ACTION ITEM - Search the records for "Updated". Report every line where it occurs.

RECORDED DATA -
##########

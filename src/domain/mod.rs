//! Domain models for Opsdesk
//!
//! Task records, snapshots, and the ranking/digest logic. Nothing in
//! this module performs I/O.

mod id;
mod task;
mod summary;
mod prioritizer;
mod digest;

pub use id::{IdError, TaskId};
pub use task::{SkillKind, Task, TaskPriority, TaskStatus, UnknownSkill};
pub use summary::{summaries_from_payload, validate, InvalidInput, TaskSummary};
pub(crate) use summary::parse_due;
pub use prioritizer::{rank, RankedTask, ScoringWeights};
pub use digest::{digest, DigestEntry, StatusCounts, StatusDigest};
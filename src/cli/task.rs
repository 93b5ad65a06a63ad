//! Task CLI commands

use anyhow::Result;
use chrono::Utc;
use clap::Subcommand;

use super::output::Output;
use crate::domain::{parse_due, SkillKind, Task, TaskId, TaskPriority, TaskStatus};
use crate::storage::{Project, StoreError};

#[derive(Subcommand)]
pub enum TaskCommands {
    /// Add a task
    ///
    /// Examples:
    ///   opsdesk task add "Renew wildcard cert" --priority high --due 2026-04-01
    ///   opsdesk task add "Draft FCR" --skill fcr --input '{"purpose": "Open port 443"}'
    Add {
        /// Task title
        title: String,

        /// Optional description
        #[arg(long)]
        description: Option<String>,

        /// Priority hint (low, medium, high, critical)
        #[arg(long)]
        priority: Option<String>,

        /// Due date (YYYY-MM-DD or RFC 3339)
        #[arg(long)]
        due: Option<String>,

        /// Skill to attach (incident, runbook, fcr, prioritizer, daily_summary)
        #[arg(long)]
        skill: Option<String>,

        /// JSON input payload for the attached skill
        #[arg(long)]
        input: Option<String>,
    },

    /// List tasks
    List {
        /// Filter by status (open, in_progress, blocked, done)
        #[arg(long)]
        status: Option<String>,
    },

    /// Show task details
    Show {
        /// Task ID
        id: String,
    },

    /// Update task fields
    Update {
        /// Task ID
        id: String,

        /// New title
        #[arg(long)]
        title: Option<String>,

        /// New description
        #[arg(long)]
        description: Option<String>,

        /// New status (open, in_progress, blocked, done)
        #[arg(long)]
        status: Option<String>,

        /// New priority (low, medium, high, critical)
        #[arg(long)]
        priority: Option<String>,

        /// New due date (YYYY-MM-DD or RFC 3339)
        #[arg(long)]
        due: Option<String>,
    },

    /// Delete a task
    Remove {
        /// Task ID
        id: String,
    },

    /// Mark task as in progress
    Start {
        /// Task ID
        id: String,
    },

    /// Mark task as blocked
    Block {
        /// Task ID
        id: String,
    },

    /// Mark task as done
    Done {
        /// Task ID
        id: String,
    },

    /// Reopen a completed task
    Reopen {
        /// Task ID
        id: String,
    },
}

pub fn run(cmd: TaskCommands, output: &Output) -> Result<()> {
    match cmd {
        TaskCommands::Add {
            title,
            description,
            priority,
            due,
            skill,
            input,
        } => add_task(
            output,
            &title,
            description.as_deref(),
            priority.as_deref(),
            due.as_deref(),
            skill.as_deref(),
            input.as_deref(),
        ),
        TaskCommands::List { status } => list_tasks(output, status.as_deref()),
        TaskCommands::Show { id } => show_task(output, &id),
        TaskCommands::Update {
            id,
            title,
            description,
            status,
            priority,
            due,
        } => update_task(
            output,
            &id,
            title.as_deref(),
            description.as_deref(),
            status.as_deref(),
            priority.as_deref(),
            due.as_deref(),
        ),
        TaskCommands::Remove { id } => remove_task(output, &id),
        TaskCommands::Start { id } => transition(output, &id, Transition::Start),
        TaskCommands::Block { id } => transition(output, &id, Transition::Block),
        TaskCommands::Done { id } => transition(output, &id, Transition::Done),
        TaskCommands::Reopen { id } => transition(output, &id, Transition::Reopen),
    }
}

fn add_task(
    output: &Output,
    title: &str,
    description: Option<&str>,
    priority: Option<&str>,
    due: Option<&str>,
    skill: Option<&str>,
    input: Option<&str>,
) -> Result<()> {
    let project = Project::open_current()?;
    let store = project.task_store()?;

    let mut task = Task::new(TaskId::new(title, Utc::now()), title);

    if let Some(description) = description {
        task.set_description(description);
    }
    if let Some(priority) = priority {
        task.set_priority(Some(priority.parse::<TaskPriority>()?));
    }
    if let Some(due) = due {
        task.set_due(Some(parse_due(due)?));
    }
    if let Some(skill) = skill {
        let kind: SkillKind = skill.parse()?;
        let payload = input
            .map(serde_json::from_str::<serde_json::Value>)
            .transpose()
            .map_err(|e| anyhow::anyhow!("Invalid JSON in --input: {}", e))?;
        task.set_skill(kind, payload);
    } else if input.is_some() {
        anyhow::bail!("--input requires --skill");
    }

    store.insert(&task)?;

    if output.is_json() {
        output.data(&task);
    } else {
        output.success(&format!("Created task: {} - {}", task.id, task.title));
    }

    Ok(())
}

fn list_tasks(output: &Output, status_filter: Option<&str>) -> Result<()> {
    let project = Project::open_current()?;
    let store = project.task_store()?;

    let status_filter = status_filter
        .map(|s| s.parse::<TaskStatus>())
        .transpose()?;

    let tasks: Vec<Task> = store
        .list()?
        .into_iter()
        .filter(|t| status_filter.map(|s| t.status == s).unwrap_or(true))
        .collect();

    if output.is_json() {
        output.data(&tasks);
    } else if tasks.is_empty() {
        match status_filter {
            Some(status) => println!("No {} tasks", status),
            None => println!("No tasks"),
        }
    } else {
        println!("{:<12} {:<12} {:<10} TITLE", "ID", "STATUS", "PRIORITY");
        println!("{}", "-".repeat(60));

        for task in &tasks {
            let priority = task.priority.map(|p| p.as_str()).unwrap_or("-");
            println!(
                "{:<12} {:<12} {:<10} {}",
                task.id.to_string(),
                task.status.as_str(),
                priority,
                task.title
            );
        }
    }

    Ok(())
}

fn show_task(output: &Output, id_str: &str) -> Result<()> {
    let project = Project::open_current()?;
    let store = project.task_store()?;

    let id: TaskId = id_str.parse()?;
    let task = store.get(&id)?.ok_or(StoreError::NotFound(id))?;

    if output.is_json() {
        output.data(&task);
    } else {
        println!("Task: {}", task.id);
        println!("Title: {}", task.title);
        println!("Status: {}", task.status);
        if let Some(priority) = task.priority {
            println!("Priority: {}", priority);
        }
        if let Some(due) = task.due {
            println!("Due: {}", due.format("%Y-%m-%d"));
        }
        println!("Created: {}", task.created_at.format("%Y-%m-%d %H:%M"));
        println!("Updated: {}", task.updated_at.format("%Y-%m-%d %H:%M"));

        if let Some(completed) = task.completed_at {
            println!("Completed: {}", completed.format("%Y-%m-%d %H:%M"));
        }

        if let Some(desc) = &task.description {
            println!("\nDescription:");
            println!("{}", desc);
        }

        if let Some(skill) = task.skill {
            println!("\nSkill: {}", skill);
            if task.input_payload.is_some() {
                println!("Input payload: set");
            }
            if task.output_payload.is_some() {
                println!("Output payload: set (see 'opsdesk skill output {}')", task.id);
            }
        }
    }

    Ok(())
}

fn update_task(
    output: &Output,
    id_str: &str,
    title: Option<&str>,
    description: Option<&str>,
    status: Option<&str>,
    priority: Option<&str>,
    due: Option<&str>,
) -> Result<()> {
    let project = Project::open_current()?;
    let store = project.task_store()?;

    let id: TaskId = id_str.parse()?;
    let mut task = store.get(&id)?.ok_or(StoreError::NotFound(id))?;

    if let Some(title) = title {
        task.set_title(title);
    }
    if let Some(description) = description {
        task.set_description(description);
    }
    if let Some(status) = status {
        task.set_status(status.parse::<TaskStatus>()?);
    }
    if let Some(priority) = priority {
        task.set_priority(Some(priority.parse::<TaskPriority>()?));
    }
    if let Some(due) = due {
        task.set_due(Some(parse_due(due)?));
    }

    store.update(&task)?;

    if output.is_json() {
        output.data(&task);
    } else {
        output.success(&format!("Updated task: {}", task.id));
    }

    Ok(())
}

fn remove_task(output: &Output, id_str: &str) -> Result<()> {
    let project = Project::open_current()?;
    let store = project.task_store()?;

    let id: TaskId = id_str.parse()?;
    if !store.remove(&id)? {
        return Err(StoreError::NotFound(id).into());
    }

    if output.is_json() {
        output.data(&serde_json::json!({ "removed": id.to_string() }));
    } else {
        output.success(&format!("Removed task: {}", id));
    }

    Ok(())
}

enum Transition {
    Start,
    Block,
    Done,
    Reopen,
}

fn transition(output: &Output, id_str: &str, transition: Transition) -> Result<()> {
    let project = Project::open_current()?;
    let store = project.task_store()?;

    let id: TaskId = id_str.parse()?;
    let mut task = store.get(&id)?.ok_or(StoreError::NotFound(id))?;

    let verb = match transition {
        Transition::Start => {
            task.start();
            "Started"
        }
        Transition::Block => {
            task.block();
            "Blocked"
        }
        Transition::Done => {
            task.complete();
            "Completed"
        }
        Transition::Reopen => {
            task.reopen();
            "Reopened"
        }
    };

    store.update(&task)?;

    if output.is_json() {
        output.data(&serde_json::json!({
            "id": task.id.to_string(),
            "status": task.status,
            "completed_at": task.completed_at,
        }));
    } else {
        output.success(&format!("{} task: {}", verb, task.id));
    }

    Ok(())
}
//! Configuration handling for Opsdesk
//!
//! Two layers: `.opsdesk/config.toml` in the project carries team and
//! scoring settings, `~/.config/opsdesk/config.toml` carries per-user
//! defaults. A missing file means defaults; a file that fails to parse
//! is an error.

use std::fs;
use std::path::{Path, PathBuf};

use anyhow::{Context, Result};
use directories::ProjectDirs;
use serde::de::DeserializeOwned;
use serde::{Deserialize, Serialize};
use thiserror::Error;

use crate::domain::ScoringWeights;

#[derive(Debug, Error)]
pub enum ConfigError {
    #[error("Failed to parse configuration: {0}")]
    Parse(String),
}

/// Project-level configuration
#[derive(Debug, Clone, Serialize, Deserialize)]
#[serde(default)]
pub struct ProjectConfig {
    /// Team name stamped on daily summaries
    pub team_name: String,

    /// Maximum entries in the digest "next up" section
    pub digest_next_up: usize,

    /// Prioritizer scoring weights
    pub scoring: ScoringWeights,
}

impl Default for ProjectConfig {
    fn default() -> Self {
        Self {
            team_name: "Network Operations".to_string(),
            digest_next_up: 3,
            scoring: ScoringWeights::default(),
        }
    }
}

impl ProjectConfig {
    /// Loads the configuration of the project rooted at `project_root`
    pub fn load(project_root: &Path) -> Result<Self> {
        read_or_default(&project_root.join(".opsdesk").join("config.toml"))
    }
}

/// Per-user configuration
#[derive(Debug, Clone, Serialize, Deserialize, Default)]
#[serde(default)]
pub struct GlobalConfig {
    /// Output format used when `--format` is not given
    pub default_format: DefaultFormat,
}

impl GlobalConfig {
    /// Loads the user configuration from the platform config directory
    pub fn load() -> Result<Self> {
        match global_config_dir() {
            Some(dir) => read_or_default(&dir.join("config.toml")),
            None => Ok(Self::default()),
        }
    }
}

/// Output format carried in the user configuration
#[derive(Debug, Clone, Copy, Serialize, Deserialize, Default, PartialEq, Eq)]
#[serde(rename_all = "snake_case")]
pub enum DefaultFormat {
    #[default]
    Text,
    Json,
}

/// Combined configuration of a project
#[derive(Debug, Clone)]
pub struct Config {
    pub project: ProjectConfig,
    pub global: GlobalConfig,
}

impl Config {
    /// Loads both configuration layers for a project
    pub fn for_project(project_root: &Path) -> Result<Self> {
        Ok(Self {
            project: ProjectConfig::load(project_root)?,
            global: GlobalConfig::load()?,
        })
    }

    /// Walks up from the working directory to the nearest `.opsdesk/`
    pub fn find_project_root() -> Option<PathBuf> {
        let mut current = std::env::current_dir().ok()?;

        loop {
            if current.join(".opsdesk").is_dir() {
                return Some(current);
            }

            if !current.pop() {
                return None;
            }
        }
    }
}

fn global_config_dir() -> Option<PathBuf> {
    ProjectDirs::from("dev", "opsdesk", "opsdesk").map(|dirs| dirs.config_dir().to_path_buf())
}

fn read_or_default<T>(path: &Path) -> Result<T>
where
    T: DeserializeOwned + Default,
{
    if !path.exists() {
        return Ok(T::default());
    }

    let content = fs::read_to_string(path)
        .with_context(|| format!("Failed to read config: {}", path.display()))?;

    toml::from_str(&content)
        .map_err(|e| ConfigError::Parse(e.to_string()))
        .with_context(|| format!("Failed to parse config: {}", path.display()))
}
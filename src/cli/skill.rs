//! Skill CLI commands (run, output, prioritize, digest)

use anyhow::Result;
use chrono::Utc;
use clap::Subcommand;

use super::output::Output;
use crate::domain::{digest as build_digest, rank, TaskId, TaskSummary};
use crate::skills::{execute, render_daily_summary, render_priority_list};
use crate::storage::{Project, StoreError};

#[derive(Subcommand)]
pub enum SkillCommands {
    /// Execute the skill attached to a task and persist its output
    Run {
        /// Task ID
        id: String,
    },

    /// Print the stored output of the last skill run
    Output {
        /// Task ID
        id: String,
    },
}

pub fn run(cmd: SkillCommands, output: &Output) -> Result<()> {
    match cmd {
        SkillCommands::Run { id } => run_skill(output, &id),
        SkillCommands::Output { id } => show_output(output, &id),
    }
}

fn run_skill(output: &Output, id_str: &str) -> Result<()> {
    let project = Project::open_current()?;
    let store = project.task_store()?;

    let id: TaskId = id_str.parse()?;
    let mut task = store.get(&id)?.ok_or(StoreError::NotFound(id))?;

    let kind = task
        .skill
        .ok_or_else(|| anyhow::anyhow!("Task {} has no skill attached", task.id))?;

    let payload = task
        .input_payload
        .clone()
        .unwrap_or_else(|| serde_json::json!({}));

    output.verbose_ctx("skill", &format!("Running {} for {}", kind, task.id));

    let rendered = execute(
        kind,
        &payload,
        &project.config().project.scoring,
        Utc::now(),
    )?;

    task.set_output(serde_json::json!({
        "skill": kind.as_str(),
        "output": rendered,
    }));
    store.update(&task)?;

    if output.is_json() {
        output.data(&serde_json::json!({
            "id": task.id.to_string(),
            "skill": kind.as_str(),
            "output": rendered,
        }));
    } else {
        println!("{}", rendered);
    }

    Ok(())
}

fn show_output(output: &Output, id_str: &str) -> Result<()> {
    let project = Project::open_current()?;
    let store = project.task_store()?;

    let id: TaskId = id_str.parse()?;
    let task = store.get(&id)?.ok_or(StoreError::NotFound(id))?;

    let payload = task
        .output_payload
        .as_ref()
        .ok_or_else(|| anyhow::anyhow!("Task {} has no skill output yet", task.id))?;

    if output.is_json() {
        output.data(payload);
    } else {
        let text = payload
            .get("output")
            .and_then(|v| v.as_str())
            .unwrap_or_default();
        println!("{}", text);
    }

    Ok(())
}

/// Loads all stored tasks as snapshots, oldest first.
///
/// The store lists newest first; ranking and digest treat input order as
/// the stable tiebreak, and older tasks should win ties.
fn load_summaries(project: &Project) -> Result<Vec<TaskSummary>> {
    let mut tasks = project.task_store()?.list()?;
    tasks.reverse();
    Ok(tasks.iter().map(|t| t.summary()).collect())
}

/// Ranks every stored task and prints the priority list
pub fn prioritize(output: &Output) -> Result<()> {
    let project = Project::open_current()?;
    let summaries = load_summaries(&project)?;

    if summaries.is_empty() {
        // The ranking core rejects empty input; an empty store is a normal
        // situation for the CLI, so translate instead of failing
        if output.is_json() {
            output.data(&serde_json::json!([]));
        } else {
            println!("No tasks to prioritize.");
        }
        return Ok(());
    }

    let ranking = rank(&summaries, &project.config().project.scoring)?;

    if output.is_json() {
        output.data(&ranking);
    } else {
        println!("{}", render_priority_list(&summaries, &ranking, Utc::now()));
    }

    Ok(())
}

/// Builds the daily status digest and prints it
pub fn digest(output: &Output, date: Option<&str>, team: Option<&str>) -> Result<()> {
    let project = Project::open_current()?;
    let summaries = load_summaries(&project)?;

    if summaries.is_empty() {
        if output.is_json() {
            output.data(&serde_json::json!(null));
        } else {
            println!("No tasks to summarize.");
        }
        return Ok(());
    }

    let config = &project.config().project;
    let result = build_digest(&summaries, config.digest_next_up)?;

    let now = Utc::now();
    let date = date
        .map(str::to_string)
        .unwrap_or_else(|| now.format("%Y-%m-%d").to_string());
    let team = team.unwrap_or(&config.team_name);

    if output.is_json() {
        output.data(&serde_json::json!({
            "date": date,
            "team": team,
            "digest": result,
        }));
    } else {
        println!("{}", render_daily_summary(&result, &date, team, now));
    }

    Ok(())
}
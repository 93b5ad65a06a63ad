//! Daily status digest
//!
//! Aggregates task snapshots into a manager-readable shape: counts by
//! status, completed and in-progress items, blocked items needing
//! attention, and a short "next up" list. Pure and deterministic,
//! sharing the input contract of the prioritizer.

use serde::Serialize;

use super::id::TaskId;
use super::summary::{validate, InvalidInput, TaskSummary};
use super::task::{TaskPriority, TaskStatus};

/// Task counts by status
#[derive(Debug, Clone, Copy, PartialEq, Eq, Default, Serialize)]
pub struct StatusCounts {
    pub open: usize,
    pub in_progress: usize,
    pub blocked: usize,
    pub done: usize,
}

impl StatusCounts {
    pub fn total(&self) -> usize {
        self.open + self.in_progress + self.blocked + self.done
    }
}

/// A task reference carried in digest sections
#[derive(Debug, Clone, PartialEq, Serialize)]
pub struct DigestEntry {
    pub id: TaskId,
    pub title: String,
    #[serde(skip_serializing_if = "Option::is_none")]
    pub priority: Option<TaskPriority>,
}

impl DigestEntry {
    fn from_summary(task: &TaskSummary) -> Self {
        Self {
            id: task.id.clone(),
            title: task.title.clone(),
            priority: task.priority,
        }
    }
}

/// Aggregate view over a task collection
#[derive(Debug, Clone, PartialEq, Serialize)]
pub struct StatusDigest {
    pub counts: StatusCounts,
    pub completed: Vec<DigestEntry>,
    pub in_progress: Vec<DigestEntry>,
    pub at_risk: Vec<DigestEntry>,
    pub next_up: Vec<DigestEntry>,
}

/// Builds the digest.
///
/// All sections keep input order. `next_up` holds at most `next_up_limit`
/// open tasks, preferring high/critical priority ones and falling back to
/// the first open tasks when none are urgent. Fails with [`InvalidInput`]
/// under the same conditions as ranking.
pub fn digest(tasks: &[TaskSummary], next_up_limit: usize) -> Result<StatusDigest, InvalidInput> {
    validate(tasks)?;

    let mut counts = StatusCounts::default();
    let mut completed = Vec::new();
    let mut in_progress = Vec::new();
    let mut at_risk = Vec::new();
    let mut open = Vec::new();

    for task in tasks {
        match task.status {
            TaskStatus::Open => {
                counts.open += 1;
                open.push(task);
            }
            TaskStatus::InProgress => {
                counts.in_progress += 1;
                in_progress.push(DigestEntry::from_summary(task));
            }
            TaskStatus::Blocked => {
                counts.blocked += 1;
                at_risk.push(DigestEntry::from_summary(task));
            }
            TaskStatus::Done => {
                counts.done += 1;
                completed.push(DigestEntry::from_summary(task));
            }
        }
    }

    let urgent: Vec<&TaskSummary> = open
        .iter()
        .filter(|t| t.priority.is_some_and(|p| p.is_urgent()))
        .copied()
        .collect();

    let next_up = if urgent.is_empty() { open } else { urgent }
        .into_iter()
        .take(next_up_limit)
        .map(DigestEntry::from_summary)
        .collect();

    Ok(StatusDigest {
        counts,
        completed,
        in_progress,
        at_risk,
        next_up,
    })
}
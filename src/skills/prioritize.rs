//! Markdown rendering for the task prioritizer
//!
//! The ordering itself lives in [`crate::domain::rank`]; this module only
//! turns a ranking into a readable priority list.

use std::collections::HashMap;

use chrono::{DateTime, Utc};

use crate::domain::{RankedTask, TaskPriority, TaskStatus, TaskSummary};

use super::render::timestamp;

fn priority_icon(priority: Option<TaskPriority>) -> &'static str {
    match priority {
        Some(TaskPriority::Critical) => "(!!)",
        Some(TaskPriority::High) => "(!)",
        Some(TaskPriority::Medium) => "(-)",
        Some(TaskPriority::Low) | None => "(.)",
    }
}

fn status_tag(status: TaskStatus) -> &'static str {
    match status {
        TaskStatus::Open => "[OPEN]",
        TaskStatus::InProgress => "[IN PROGRESS]",
        TaskStatus::Blocked => "[BLOCKED]",
        TaskStatus::Done => "[DONE]",
    }
}

/// Renders a ranked priority list as markdown.
///
/// `tasks` must be the snapshots the ranking was produced from; entries
/// are matched by id.
pub fn render_priority_list(
    tasks: &[TaskSummary],
    ranking: &[RankedTask],
    generated_at: DateTime<Utc>,
) -> String {
    let by_id: HashMap<_, _> = tasks.iter().map(|t| (&t.id, t)).collect();

    let mut lines = vec![
        "# Task Priority List".to_string(),
        String::new(),
        format!("**Generated:** {}", timestamp(generated_at)),
        format!("**Total Tasks:** {}", ranking.len()),
        String::new(),
        "---".to_string(),
        String::new(),
        "## Prioritized Order".to_string(),
        String::new(),
    ];

    let mut counts = (0usize, 0usize, 0usize, 0usize); // blocked, in_progress, open, done

    for entry in ranking {
        let Some(task) = by_id.get(&entry.id) else {
            continue;
        };

        match task.status {
            TaskStatus::Blocked => counts.0 += 1,
            TaskStatus::InProgress => counts.1 += 1,
            TaskStatus::Open => counts.2 += 1,
            TaskStatus::Done => counts.3 += 1,
        }

        lines.push(format!(
            "{}. {} **{}** {}",
            entry.rank,
            priority_icon(task.priority),
            task.title,
            status_tag(task.status)
        ));
        lines.push(format!("   _Reason: {}_", entry.reason));
        lines.push(String::new());
    }

    lines.push("---".to_string());
    lines.push(String::new());
    lines.push("## Summary".to_string());
    lines.push(format!("- Blocked: {}", counts.0));
    lines.push(format!("- In Progress: {}", counts.1));
    lines.push(format!("- Open: {}", counts.2));
    lines.push(format!("- Completed: {}", counts.3));
    lines.push(String::new());
    lines.push("**Focus:** Start with task #1 and work down the list.".to_string());

    lines.join("\n")
}
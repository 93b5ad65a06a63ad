//! Markdown rendering for the daily status digest
//!
//! The aggregation lives in [`crate::domain::digest`]; this module turns
//! a digest into the manager-ready summary format.

use chrono::{DateTime, Utc};

use crate::domain::{DigestEntry, StatusDigest};

use super::render::timestamp;

fn entry_line(entry: &DigestEntry) -> String {
    match entry.priority {
        Some(p) if p.is_urgent() => {
            format!("- {} [{}]", entry.title, p.as_str().to_uppercase())
        }
        _ => format!("- {}", entry.title),
    }
}

fn section(lines: &mut Vec<String>, heading: &str, entries: &[DigestEntry], empty_note: &str) {
    lines.push(format!("## {}", heading));
    if entries.is_empty() {
        lines.push(format!("- _{}_", empty_note));
    } else {
        for entry in entries {
            lines.push(entry_line(entry));
        }
    }
    lines.push(String::new());
}

/// Renders a daily status summary as markdown
pub fn render_daily_summary(
    digest: &StatusDigest,
    date: &str,
    team_name: &str,
    generated_at: DateTime<Utc>,
) -> String {
    let mut lines = vec![
        format!("# Daily Status Summary - {}", team_name),
        String::new(),
        format!("**Date:** {}", date),
        format!("**Generated:** {}", timestamp(generated_at)),
        String::new(),
        "---".to_string(),
        String::new(),
    ];

    section(&mut lines, "Completed", &digest.completed, "No tasks completed");
    section(&mut lines, "In Progress", &digest.in_progress, "No tasks in progress");
    section(&mut lines, "Blocked", &digest.at_risk, "No blockers");
    section(&mut lines, "Next Up", &digest.next_up, "No pending tasks");

    lines.push("---".to_string());
    lines.push(String::new());
    lines.push("## Quick Stats".to_string());
    lines.push("| Status | Count |".to_string());
    lines.push("|--------|-------|".to_string());
    lines.push(format!("| Completed | {} |", digest.counts.done));
    lines.push(format!("| In Progress | {} |", digest.counts.in_progress));
    lines.push(format!("| Blocked | {} |", digest.counts.blocked));
    lines.push(format!("| Open | {} |", digest.counts.open));
    lines.push(format!("| **Total** | **{}** |", digest.counts.total()));

    lines.join("\n")
}

#[cfg(test)]
mod tests {
    use super::*;
    use crate::domain::{digest, TaskId, TaskPriority, TaskStatus, TaskSummary};
    use chrono::TimeZone;

    fn at() -> DateTime<Utc> {
        Utc.with_ymd_and_hms(2026, 3, 1, 12, 0, 0).unwrap()
    }

    fn summary(seed: &str, status: TaskStatus, priority: Option<TaskPriority>) -> TaskSummary {
        let mut s = TaskSummary::new(TaskId::derived(seed), seed, status);
        s.priority = priority;
        s
    }

    #[test]
    fn renders_all_sections() {
        let tasks = vec![
            summary("Shipped the patch", TaskStatus::Done, None),
            summary("Investigating alerts", TaskStatus::InProgress, Some(TaskPriority::High)),
            summary("Waiting on carrier", TaskStatus::Blocked, None),
            summary("Renew certs", TaskStatus::Open, Some(TaskPriority::Critical)),
        ];
        let d = digest(&tasks, 3).unwrap();

        let output = render_daily_summary(&d, "2026-03-01", "Network Operations", at());

        assert!(output.contains("# Daily Status Summary - Network Operations"));
        assert!(output.contains("**Date:** 2026-03-01"));
        assert!(output.contains("- Shipped the patch"));
        assert!(output.contains("- Investigating alerts [HIGH]"));
        assert!(output.contains("- Waiting on carrier"));
        assert!(output.contains("- Renew certs [CRITICAL]"));
        assert!(output.contains("| **Total** | **4** |"));
    }

    #[test]
    fn empty_sections_carry_placeholders() {
        let tasks = vec![summary("Only open task", TaskStatus::Open, None)];
        let d = digest(&tasks, 3).unwrap();

        let output = render_daily_summary(&d, "2026-03-01", "NetOps", at());

        assert!(output.contains("- _No tasks completed_"));
        assert!(output.contains("- _No tasks in progress_"));
        assert!(output.contains("- _No blockers_"));
        assert!(output.contains("- Only open task"));
    }

    #[test]
    fn non_urgent_priority_has_no_tag() {
        let tasks = vec![summary("Routine work", TaskStatus::InProgress, Some(TaskPriority::Medium))];
        let d = digest(&tasks, 3).unwrap();

        let output = render_daily_summary(&d, "2026-03-01", "NetOps", at());
        assert!(output.contains("- Routine work\n"));
        assert!(!output.contains("[MEDIUM]"));
    }
}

##########

ANSWER SECTION -
        println!("Updated: {}", task.updated_at.format("%Y-%m-%d %H:%M"));
        output.success(&format!("Updated task: {}", task.id));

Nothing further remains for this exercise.